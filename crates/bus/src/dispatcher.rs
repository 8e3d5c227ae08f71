//! Routing of one envelope to its consumers.

use std::sync::Arc;
use std::time::Instant;

use common::Endpoint;
use messaging::Envelope;
use persistence::{Requestor, TimeoutEntry, TimeoutStore};
use saga::{SagaAction, SagaOutcome};

use crate::callback::{CallbackExpired, CallbackId, CallbackRegistry};
use crate::error::DispatchError;
use crate::facade::Bus;
use crate::fault::FaultHandler;
use crate::registry::{ConsumerKind, ConsumerRegistry, ResolvedConsumer};
use crate::BusError;

/// What dispatching one envelope did.
#[derive(Debug, Default)]
pub struct DispatchReport {
    /// The callback the envelope completed, as a reply.
    pub callback: Option<CallbackId>,

    /// The callback the envelope expired, as an expiry timeout.
    pub expired: Option<CallbackId>,

    /// Consumers invoked, in order.
    pub consumers: Vec<String>,

    /// Outcome of each saga consumer.
    pub saga_outcomes: Vec<SagaOutcome>,
}

impl DispatchReport {
    /// Returns true if a callback or at least one consumer took the envelope.
    pub fn was_consumed(&self) -> bool {
        self.callback.is_some() || self.expired.is_some() || !self.consumers.is_empty()
    }
}

/// Routes envelopes to callbacks, handlers and sagas.
pub struct Dispatcher {
    registry: Arc<ConsumerRegistry>,
    callbacks: Arc<CallbackRegistry>,
    timeouts: Arc<dyn TimeoutStore>,
    fault_handler: Arc<dyn FaultHandler>,
    local: Endpoint,
}

impl Dispatcher {
    pub fn new(
        registry: Arc<ConsumerRegistry>,
        callbacks: Arc<CallbackRegistry>,
        timeouts: Arc<dyn TimeoutStore>,
        fault_handler: Arc<dyn FaultHandler>,
        local: Endpoint,
    ) -> Self {
        Self {
            registry,
            callbacks,
            timeouts,
            fault_handler,
            local,
        }
    }

    /// Dispatches an envelope.
    ///
    /// A stage is recorded on the envelope before each consumer runs, so a
    /// failed envelope shows how far dispatch got. Consumer errors are
    /// wrapped in [`DispatchError::ConsumerFailed`] and stop the dispatch.
    #[tracing::instrument(
        skip_all,
        fields(message_id = %envelope.id, message_type = %envelope.message.message_type())
    )]
    pub async fn dispatch(
        &self,
        bus: &dyn Bus,
        envelope: &mut Envelope,
    ) -> Result<DispatchReport, DispatchError> {
        let started = Instant::now();
        let result = self.route(bus, envelope).await;
        metrics::histogram!("bus_dispatch_duration_seconds")
            .record(started.elapsed().as_secs_f64());

        match &result {
            Ok(_) => metrics::counter!("bus_messages_dispatched_total").increment(1),
            Err(error) => {
                metrics::counter!("bus_dispatch_failures_total").increment(1);
                tracing::debug!(%error, "dispatch failed");
            }
        }
        result
    }

    async fn route(
        &self,
        bus: &dyn Bus,
        envelope: &mut Envelope,
    ) -> Result<DispatchReport, DispatchError> {
        let mut report = DispatchReport::default();

        if envelope.message.is::<CallbackExpired>() {
            let expired: CallbackExpired = envelope.message.decode().map_err(BusError::from)?;
            if self.callbacks.expire(expired.callback_id) {
                report.expired = Some(expired.callback_id);
            }
            return Ok(report);
        }

        report.callback = self.callbacks.correlate(envelope).await?;

        let consumers = self.registry.resolve_all(&envelope.message);
        if consumers.is_empty() {
            if report.callback.is_none() {
                metrics::counter!("bus_messages_without_consumer_total").increment(1);
                self.fault_handler.no_consumer(envelope).await?;
            }
            return Ok(report);
        }

        for consumer in consumers {
            envelope.record_stage(consumer.name.clone(), vec![consumer.message_type.clone()]);
            tracing::debug!(consumer = %consumer.name, capability = %consumer.capability, "invoking consumer");

            if let Some(outcome) = self.invoke(bus, envelope, &consumer).await? {
                report.saga_outcomes.push(outcome);
            }
            report.consumers.push(consumer.name);
        }
        Ok(report)
    }

    async fn invoke(
        &self,
        bus: &dyn Bus,
        envelope: &Envelope,
        consumer: &ResolvedConsumer,
    ) -> Result<Option<SagaOutcome>, DispatchError> {
        match &consumer.kind {
            ConsumerKind::Handler(invoker) => {
                invoker
                    .invoke(&envelope.message, bus)
                    .await
                    .map_err(|source| DispatchError::ConsumerFailed {
                        message_type: envelope.message.message_type().to_string(),
                        consumer: consumer.name.clone(),
                        source,
                    })?;
                Ok(None)
            }
            ConsumerKind::Saga(saga) => {
                let message_type = envelope.message.message_type();
                let outcome = saga
                    .handle(&envelope.message, envelope.id)
                    .await
                    .map_err(|error| DispatchError::from_saga(error, &consumer.name, message_type))?;
                self.apply(bus, &outcome)
                    .await
                    .map_err(|error| DispatchError::from_action(error, &consumer.name, message_type))?;
                saga.acknowledge(&outcome)
                    .await
                    .map_err(|error| DispatchError::from_saga(error, &consumer.name, message_type))?;
                Ok(Some(outcome))
            }
        }
    }

    /// Carries out the actions a saga emitted, in order. Completion cancels
    /// every timeout the instance still has outstanding.
    ///
    /// The actions stay in the instance's outbox until this succeeds, so a
    /// failure here is retried by redelivering the envelope.
    async fn apply(&self, bus: &dyn Bus, outcome: &SagaOutcome) -> crate::Result<()> {
        for action in &outcome.actions {
            match action {
                SagaAction::Publish(message) => bus.publish_message(message.clone()).await?,
                SagaAction::Send(message) => {
                    bus.send_message(None, message.clone()).await?;
                }
                SagaAction::SendToEndpoint(endpoint, message) => {
                    bus.send_message(Some(endpoint.clone()), message.clone())
                        .await?;
                }
                SagaAction::Reply(message) => bus.reply_message(message.clone()).await?,
                SagaAction::Delay { delay, message } => {
                    let entry = TimeoutEntry::new(self.local.clone(), *delay, message.clone())
                        .requested_by(Requestor {
                            saga_id: outcome.saga_id,
                            saga_type: outcome.saga_type.clone(),
                        });
                    tracing::debug!(
                        saga_id = %outcome.saga_id,
                        timeout_id = %entry.id(),
                        at = %entry.at(),
                        "saga timeout requested"
                    );
                    self.timeouts.add(entry).await?;
                    metrics::counter!("timeouts_scheduled_total").increment(1);
                }
            }
        }

        if outcome.completed {
            let cancelled = self.timeouts.remove_requested_by(outcome.saga_id).await?;
            tracing::info!(
                saga_type = %outcome.saga_type,
                saga_id = %outcome.saga_id,
                cancelled_timeouts = cancelled,
                "saga completed"
            );
        }
        Ok(())
    }
}
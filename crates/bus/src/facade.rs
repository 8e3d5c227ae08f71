//! The bus facade handlers and sagas talk to.

use std::any::Any;
use std::sync::Arc;

use async_trait::async_trait;
use chrono::{DateTime, Duration, Utc};
use common::Endpoint;
use messaging::{Message, MessageBuilder, MessageSchema, TransportMessage};
use persistence::TimeoutId;
use serde::{Deserialize, Serialize};

use crate::callback::Callback;
use crate::collaborators::Collaborators;
use crate::Result;

/// Addresses a bus instance knows about.
#[derive(Debug, Clone, PartialEq, Eq, Serialize, Deserialize)]
pub struct Endpoints {
    /// The endpoint this bus instance reads from.
    pub local: Endpoint,

    /// Where failed and unroutable envelopes are forwarded.
    pub error: Endpoint,

    /// Optional audit endpoint.
    pub log: Option<Endpoint>,
}

/// A timeout scheduled through the bus.
#[derive(Debug, Clone, Copy, PartialEq, Eq)]
pub struct ScheduledTimeout {
    /// Id usable with [`Bus::cancel_timeout`].
    pub id: TimeoutId,

    /// When the message will be delivered.
    pub at: DateTime<Utc>,
}

/// Object-safe bus operations.
///
/// Handlers receive a `&dyn Bus` for the duration of one dispatch. Typed
/// convenience methods live in [`BusExt`].
#[async_trait]
pub trait Bus: Send + Sync {
    /// Returns the local, error and log endpoints.
    fn endpoints(&self) -> &Endpoints;

    /// Returns the registered collaborators.
    fn collaborators(&self) -> &Collaborators;

    /// Publishes a message to every subscribed endpoint.
    async fn publish_message(&self, message: TransportMessage) -> Result<()>;

    /// Sends a message to `destination`, or to its routed endpoint when
    /// `None`. The returned [`Callback`] correlates the reply.
    async fn send_message(
        &self,
        destination: Option<Endpoint>,
        message: TransportMessage,
    ) -> Result<Callback>;

    /// Replies to the sender of the message being handled.
    async fn reply_message(&self, message: TransportMessage) -> Result<()>;

    /// Schedules a message for delivery to the local endpoint after `delay`.
    async fn schedule_message(
        &self,
        delay: Duration,
        message: TransportMessage,
    ) -> Result<ScheduledTimeout>;

    /// Cancels a scheduled timeout. Returns false if it already fired.
    async fn cancel_timeout(&self, id: TimeoutId) -> Result<bool>;
}

/// Typed convenience methods over [`Bus`].
#[async_trait]
pub trait BusExt: Bus {
    /// Publishes a typed message.
    async fn publish<M: Message>(&self, message: &M) -> Result<()> {
        self.publish_message(TransportMessage::from_message(message)?)
            .await
    }

    /// Publishes a message built from its default value.
    async fn publish_with<M, F>(&self, build: F) -> Result<()>
    where
        M: Message + Default,
        F: FnOnce(&mut M) + Send,
    {
        let mut message = M::default();
        build(&mut message);
        self.publish(&message).await
    }

    /// Sends a typed message to its routed endpoint.
    async fn send<M: Message>(&self, message: &M) -> Result<Callback> {
        self.send_message(None, TransportMessage::from_message(message)?)
            .await
    }

    /// Sends a typed message to an explicit endpoint.
    async fn send_to<M: Message>(&self, endpoint: Endpoint, message: &M) -> Result<Callback> {
        self.send_message(Some(endpoint), TransportMessage::from_message(message)?)
            .await
    }

    /// Replies with a typed message.
    async fn reply<M: Message>(&self, message: &M) -> Result<()> {
        self.reply_message(TransportMessage::from_message(message)?)
            .await
    }

    /// Delivers a typed message back to the local endpoint after `delay`.
    async fn defer<M: Message>(&self, delay: Duration, message: &M) -> Result<ScheduledTimeout> {
        self.schedule_message(delay, TransportMessage::from_message(message)?)
            .await
    }

    /// Requests a timeout message; cancel it with [`Bus::cancel_timeout`].
    async fn request_timeout<M: Message>(
        &self,
        delay: Duration,
        message: &M,
    ) -> Result<ScheduledTimeout> {
        self.defer(delay, message).await
    }

    /// Starts a contract-shaped message with default field values.
    fn create_message<'a>(&self, schema: &'a MessageSchema) -> MessageBuilder<'a> {
        schema.builder()
    }

    /// Returns the first collaborator of type `T`.
    fn find<T: Any + Send + Sync>(&self) -> Option<Arc<T>> {
        self.collaborators().find::<T>()
    }

    /// Returns every collaborator of type `T`, in registration order.
    fn find_all<T: Any + Send + Sync>(&self) -> Vec<Arc<T>> {
        self.collaborators().find_all::<T>()
    }
}

// Blanket implementation for all Bus implementations
impl<B: Bus + ?Sized> BusExt for B {}
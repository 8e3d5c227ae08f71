use bus::BusError;
use saga::SagaError;
use thiserror::Error;

/// Errors raised while composing the host.
#[derive(Debug, Error)]
pub enum HostError {
    #[error("Invalid saga definition: {0}")]
    Saga(#[from] SagaError),

    #[error("Bus error: {0}")]
    Bus(#[from] BusError),
}

pub type Result<T> = std::result::Result<T, HostError>;
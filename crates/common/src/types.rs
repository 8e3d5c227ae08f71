use serde::{Deserialize, Serialize};
use uuid::Uuid;

/// Unique identifier for a saga instance.
///
/// Wraps a UUID (128 bits, the persisted layout) so saga instance ids
/// cannot be mixed up with message or timeout ids.
#[derive(Debug, Clone, Copy, PartialEq, Eq, PartialOrd, Ord, Hash, Serialize, Deserialize)]
#[serde(transparent)]
pub struct SagaId(Uuid);

impl SagaId {
    /// Creates a new random saga ID.
    pub fn new() -> Self {
        Self(Uuid::new_v4())
    }

    /// Creates a saga ID from an existing UUID.
    pub fn from_uuid(uuid: Uuid) -> Self {
        Self(uuid)
    }

    /// Returns the underlying UUID.
    pub fn as_uuid(&self) -> Uuid {
        self.0
    }
}

impl Default for SagaId {
    fn default() -> Self {
        Self::new()
    }
}

impl std::fmt::Display for SagaId {
    fn fmt(&self, f: &mut std::fmt::Formatter<'_>) -> std::fmt::Result {
        write!(f, "{}", self.0)
    }
}

impl From<Uuid> for SagaId {
    fn from(uuid: Uuid) -> Self {
        Self(uuid)
    }
}

impl From<SagaId> for Uuid {
    fn from(id: SagaId) -> Self {
        id.0
    }
}

/// Unique identifier for one transmitted envelope.
#[derive(Debug, Clone, Copy, PartialEq, Eq, Hash, Serialize, Deserialize)]
#[serde(transparent)]
pub struct MessageId(Uuid);

impl MessageId {
    /// Creates a new random message ID.
    pub fn new() -> Self {
        Self(Uuid::new_v4())
    }

    /// Returns the underlying UUID.
    pub fn as_uuid(&self) -> Uuid {
        self.0
    }
}

impl Default for MessageId {
    fn default() -> Self {
        Self::new()
    }
}

impl std::fmt::Display for MessageId {
    fn fmt(&self, f: &mut std::fmt::Formatter<'_>) -> std::fmt::Result {
        write!(f, "{}", self.0)
    }
}

impl From<Uuid> for MessageId {
    fn from(uuid: Uuid) -> Self {
        Self(uuid)
    }
}

/// Address of a bus endpoint (e.g. `memory://orders`).
///
/// Endpoints identify the queue a bus instance reads from, and are the
/// owner key for scheduled timeouts.
#[derive(Debug, Clone, PartialEq, Eq, PartialOrd, Ord, Hash, Serialize, Deserialize)]
#[serde(transparent)]
pub struct Endpoint(String);

impl Endpoint {
    /// Creates an endpoint from an address string.
    pub fn new(address: impl Into<String>) -> Self {
        Self(address.into())
    }

    /// Returns the address string.
    pub fn as_str(&self) -> &str {
        &self.0
    }
}

impl std::fmt::Display for Endpoint {
    fn fmt(&self, f: &mut std::fmt::Formatter<'_>) -> std::fmt::Result {
        f.write_str(&self.0)
    }
}

impl From<&str> for Endpoint {
    fn from(address: &str) -> Self {
        Self(address.to_string())
    }
}

impl From<String> for Endpoint {
    fn from(address: String) -> Self {
        Self(address)
    }
}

————

* **EXERCISE AIM**:
Check each line of the entries above for the word "defer". List the ones that have it.

* **COMPLETED TASK**:
    async fn defer<M: Message>(&self, delay: Duration, message: &M) -> Result<ScheduledTimeout> {
        self.defer(delay, message).await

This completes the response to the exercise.